Они еще немножко поохали на тему загадочности человеческой души вообще, а Раиной конкретно, и Нина Ивановна уже начала было переходить к теме, по какой причине Алёну сегодня вечером ждали менты, как она распрощалась. Не до трепотни! Гораздо важнее, что Рая была в девичестве не Москвичом, а Конопелькиной. Очень мило! И работала в районном музее Сормова…
Мезенск, 1942 год
Лиза стояла за высокими кустами бересклета, плотно прильнувшими к стене дома, и смотрела на автомобиль, который лихо развернулся около подворотни и остановился. Верх был опущен, и она отчетливо видела скучающее лицо шофера, который лениво жевал зубочистку, изредка вынимая ее изо рта и внимательно оглядывая. Его звали Ганс Файхен, он служил денщиком у Шубенбаха с начала восточной кампании, был известен откровенной наглостью по отношению к другим денщикам и водителям, но страшно заискивал перед начальством, а все свободное время проводил на толкучках, выменивая на пайковые продукты хорошие шерстяные вещи. Файхен был скуп, очень любил курить, но отказывал себе во всем, даже в сигаретах, чтобы прийти с толкучки с хорошей добычей.
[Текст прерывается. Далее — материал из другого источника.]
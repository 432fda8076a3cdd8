use hand_coach_lib::cards::cards_to_display;
use hand_coach_lib::coach::FactSheet;
use hand_coach_lib::stats::{leaks, summarize, HandFilter, PrimaryFilter};
use hand_coach_lib::timeline::{self, Timeline};
use hand_coach_lib::{decode_log, demo, parse_hands_with, Config, Error, HandLog, IndexedHand};
use leptos::prelude::*;
use leptos::task::spawn_local;
use wasm_bindgen::prelude::*;
use wasm_bindgen::JsCast;
use web_sys::{DragEvent, Event, FileReader, HtmlInputElement};

const FILTER_OPTIONS: [(&str, &str); 5] = [
    ("all", "All hands"),
    ("vpip", "VPIP"),
    ("won", "Won"),
    ("lost", "Lost"),
    ("big-pot", "Big pot"),
];

fn status_class(status: &str) -> &'static str {
    if status.starts_with("[ERR]") {
        "mt-4 p-4 rounded-lg bg-red-50 dark:bg-red-900/20 text-red-700 dark:text-red-400"
    } else if status.starts_with("[OK]") {
        "mt-4 p-4 rounded-lg bg-green-50 dark:bg-green-900/20 text-green-700 dark:text-green-400"
    } else {
        "mt-4 p-4 rounded-lg bg-blue-50 dark:bg-blue-900/20 text-blue-700 dark:text-blue-400"
    }
}

fn download(content: &str, file_name: &str) -> Result<(), String> {
    let window = web_sys::window().ok_or("No window object available")?;
    let document = window.document().ok_or("No document available")?;

    let array = js_sys::Array::new();
    array.push(&JsValue::from_str(content));
    let blob = web_sys::Blob::new_with_str_sequence(&array)
        .map_err(|_| "Failed to create blob".to_string())?;
    let url = web_sys::Url::create_object_url_with_blob(&blob)
        .map_err(|_| "Failed to create download URL".to_string())?;

    let a = document
        .create_element("a")
        .map_err(|_| "Failed to create link element".to_string())?;
    a.set_attribute("href", &url)
        .map_err(|_| "Failed to set href".to_string())?;
    a.set_attribute("download", file_name)
        .map_err(|_| "Failed to set download attribute".to_string())?;
    a.dyn_into::<web_sys::HtmlElement>()
        .map_err(|_| "Failed to convert to HtmlElement".to_string())?
        .click();

    web_sys::Url::revoke_object_url(&url).map_err(|_| "Failed to revoke URL".to_string())
}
Все это рассказал Алекс Вернер, и хотя имя шубенбаховского шофера не имело, конечно, никакого значения, вот эти сведения насчет его пристрастия к сигаретам помогли вчера составить верный план действий. А впрочем, окажется этот план верным или совсем наоборот, покажет время… причем очень недолгое. Все решится в течение ближайших пятнадцати минут.